> DATA SHOWN:
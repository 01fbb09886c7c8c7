// Copyright (c) Microsoft Corporation.
// Licensed under the MIT license.

use crate::{
    conn::{ConnOwner, ConnState, Connection},
    engine::EngineHandle,
    fail::Fail,
    tls::{TlsContext, TlsSession},
    transport::{ProtocolRef, Transport},
};

use mio::{
    net::{TcpListener, UdpSocket},
    Interest, Token,
};
use rustls::ServerConfig;

use std::{
    cell::RefCell,
    env,
    io,
    net::{SocketAddr, ToSocketAddrs},
    rc::{Rc, Weak},
    sync::Arc,
};

//==============================================================================
// Constants & Structures
//==============================================================================

/// # Server
///
/// Listener owner: binds a stream socket, accepts peers on readiness and
/// wires each accepted connection to a fresh protocol through a stream
/// transport. The server only back-references its connections weakly; a
/// closing connection reports back so the roster stays accurate.

/// Default bind host when the environment does not name one.
const HOST_DEFAULT: &str = "0.0.0.0";

/// Builds one protocol instance per accepted connection.
pub type ProtocolFactory = Box<dyn FnMut() -> ProtocolRef>;

/// Bind options, optionally read from the environment.
#[derive(Clone, Debug)]
pub struct ServerOptions {
    pub host: String,
    pub port: u16,
    pub ssl: bool,
    pub key_file: Option<String>,
    pub cer_file: Option<String>,
    pub alpn: Vec<String>,
}

/// Server Data
struct Inner {
    listener: Option<TcpListener>,
    token: Option<Token>,
    engine: EngineHandle,
    factory: ProtocolFactory,
    tls: Option<Arc<ServerConfig>>,
    conns: Vec<Connection>,
}

/// Owner cell shared with the connections.
struct Core {
    inner: RefCell<Inner>,
}

/// Server
pub struct Server {
    core: Rc<Core>,
}

/// A bound datagram socket wired to a protocol: the datagram-side
/// equivalent of a served connection.
pub struct DatagramEndpoint {
    conn: Connection,
    transport: Transport,
}

//==============================================================================
// Associate Functions
//==============================================================================

/// Associate functions for [ServerOptions].
impl ServerOptions {
    /// Creates options for the given endpoint, TLS off.
    pub fn new(host: &str, port: u16) -> Self {
        Self {
            host: host.to_string(),
            port,
            ssl: false,
            key_file: None,
            cer_file: None,
            alpn: Vec::new(),
        }
    }

    /// Reads options from the environment: `HOST`, `PORT`, `SSL`,
    /// `KEY_FILE` and `CER_FILE`. Missing variables keep their defaults.
    pub fn from_env() -> Self {
        let host = env::var("HOST").unwrap_or_else(|_| HOST_DEFAULT.to_string());
        let port = env::var("PORT")
            .ok()
            .and_then(|port| port.parse().ok())
            .unwrap_or(0);
        let ssl = env::var("SSL")
            .map(|ssl| ssl == "1" || ssl.eq_ignore_ascii_case("true"))
            .unwrap_or(false);
        Self {
            host,
            port,
            ssl,
            key_file: env::var("KEY_FILE").ok(),
            cer_file: env::var("CER_FILE").ok(),
            alpn: Vec::new(),
        }
    }

    /// Resolves the configured endpoint to a socket address.
    fn resolve(&self) -> Result<SocketAddr, Fail> {
        (self.host.as_str(), self.port)
            .to_socket_addrs()?
            .next()
            .ok_or(Fail::ResolveFailed {
                details: format!("{}:{}", self.host, self.port),
            })
    }

    /// Builds the TLS acceptor configuration when requested.
    fn tls_config(&self) -> Result<Option<Arc<ServerConfig>>, Fail> {
        if !self.ssl {
            return Ok(None);
        }
        let cer_file = self.cer_file.as_deref().ok_or(Fail::Invalid {
            details: "SSL requested without a certificate file",
        })?;
        let key_file = self.key_file.as_deref().ok_or(Fail::Invalid {
            details: "SSL requested without a key file",
        })?;
        let alpn: Vec<&str> = self.alpn.iter().map(|p| p.as_str()).collect();
        Ok(Some(TlsContext::server(cer_file, key_file, &alpn)?))
    }
}

/// Associate functions for [Server].
impl Server {
    /// Binds a listener and starts accepting connections, one protocol per
    /// peer.
    pub fn serve(
        engine: EngineHandle,
        options: &ServerOptions,
        factory: impl FnMut() -> ProtocolRef + 'static,
    ) -> Result<Self, Fail> {
        let addr = options.resolve()?;
        let tls = options.tls_config()?;
        let mut listener = TcpListener::bind(addr)?;
        let token = engine.alloc_token();
        engine
            .registry()
            .register(&mut listener, token, Interest::READABLE)?;

        let inner = Inner {
            listener: Some(listener),
            token: Some(token),
            engine: engine.clone(),
            factory: Box::new(factory),
            tls,
            conns: Vec::new(),
        };
        let server = Self {
            core: Rc::new(Core {
                inner: RefCell::new(inner),
            }),
        };

        let server_ = server.clone();
        engine.insert_acceptor(token, move || server_.accept());
        info!("serving on {}", server.local_addr()?);
        Ok(server)
    }

    /// Returns the bound address of the listener.
    pub fn local_addr(&self) -> Result<SocketAddr, Fail> {
        let inner = self.core.inner.borrow();
        match &inner.listener {
            Some(listener) => Ok(listener.local_addr()?),
            None => Err(Fail::ConnectionClosed {}),
        }
    }

    /// Returns the number of live connections owned by the server.
    pub fn connections(&self) -> usize {
        self.core.inner.borrow().conns.len()
    }

    /// Stops accepting and closes every owned connection. Idempotent.
    pub fn close(&self) {
        let (engine, token, listener, conns) = {
            let mut inner = self.core.inner.borrow_mut();
            (
                inner.engine.clone(),
                inner.token.take(),
                inner.listener.take(),
                std::mem::take(&mut inner.conns),
            )
        };
        if let (Some(token), Some(mut listener)) = (token, listener) {
            engine.remove_acceptor(token);
            if let Err(error) = engine.registry().deregister(&mut listener) {
                trace!("listener deregister failed ({:?})", error);
            }
        }
        for conn in conns {
            conn.close();
        }
    }

    /// Drains the accept queue of the listener.
    fn accept(&self) {
        loop {
            let accepted = {
                let inner = self.core.inner.borrow();
                match &inner.listener {
                    Some(listener) => listener.accept(),
                    None => return,
                }
            };
            match accepted {
                Ok((stream, addr)) => {
                    debug!("accepted connection from {}", addr);
                    if let Err(error) = self.adopt(stream) {
                        warn!("failed to adopt connection ({})", error);
                    }
                }
                Err(ref error) if error.kind() == io::ErrorKind::WouldBlock => break,
                Err(ref error) if error.kind() == io::ErrorKind::Interrupted => continue,
                Err(error) => {
                    warn!("accept failed ({:?})", error);
                    break;
                }
            }
        }
    }

    /// Wires one accepted socket: connection, transport, fresh protocol.
    fn adopt(&self, stream: mio::net::TcpStream) -> Result<(), Fail> {
        let (engine, tls, protocol) = {
            let mut inner = self.core.inner.borrow_mut();
            let tls = match &inner.tls {
                Some(config) => Some(TlsSession::server(config.clone())?),
                None => None,
            };
            (inner.engine.clone(), tls, (inner.factory)())
        };
        let state = if tls.is_some() {
            ConnState::Connecting
        } else {
            ConnState::Open
        };
        let core_dyn: Rc<dyn ConnOwner> = self.core.clone();
        let owner: Weak<dyn ConnOwner> = Rc::downgrade(&core_dyn);
        let conn = Connection::stream(engine.clone(), stream, state, tls, Some(owner))?;
        let transport = Transport::stream(engine, conn.clone());
        transport.set_compat(protocol);
        self.core.inner.borrow_mut().conns.push(conn.clone());
        conn.announce();
        Ok(())
    }
}

/// Associate functions for [DatagramEndpoint].
impl DatagramEndpoint {
    /// Binds a datagram socket and wires it to the given protocol.
    pub fn bind(
        engine: EngineHandle,
        options: &ServerOptions,
        protocol: ProtocolRef,
    ) -> Result<Self, Fail> {
        let addr = options.resolve()?;
        let sock = UdpSocket::bind(addr)?;
        let conn = Connection::datagram(engine.clone(), sock, None)?;
        let transport = Transport::datagram(engine, conn.clone());
        transport.set_compat(protocol);
        Ok(Self { conn, transport })
    }

    /// Returns the bound address of the socket.
    pub fn local_addr(&self) -> Result<SocketAddr, Fail> {
        self.conn.local_addr()
    }

    /// Returns the transport of the endpoint.
    pub fn transport(&self) -> Transport {
        self.transport.clone()
    }

    /// Returns the connection of the endpoint.
    pub fn conn(&self) -> Connection {
        self.conn.clone()
    }

    /// Closes the endpoint.
    pub fn close(&self) {
        self.conn.close();
    }
}

//==============================================================================
// Trait Implementations
//==============================================================================

/// Clone trait implementation for [Server].
impl Clone for Server {
    fn clone(&self) -> Self {
        Self {
            core: self.core.clone(),
        }
    }
}

/// ConnOwner trait implementation for the server core.
impl ConnOwner for Core {
    /// Drops a closed connection from the roster.
    fn connection_closed(&self, token: Token) {
        if let Ok(mut inner) = self.inner.try_borrow_mut() {
            inner.conns.retain(|conn| conn.token() != token);
        }
    }
}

> EXERCISE:
Whenever a line in the material above holds the string "owned", copy that line in full.

> SOLUTION TO THIS PROBLEM:
    /// Returns the number of live connections owned by the server.
    /// Stops accepting and closes every owned connection. Idempotent.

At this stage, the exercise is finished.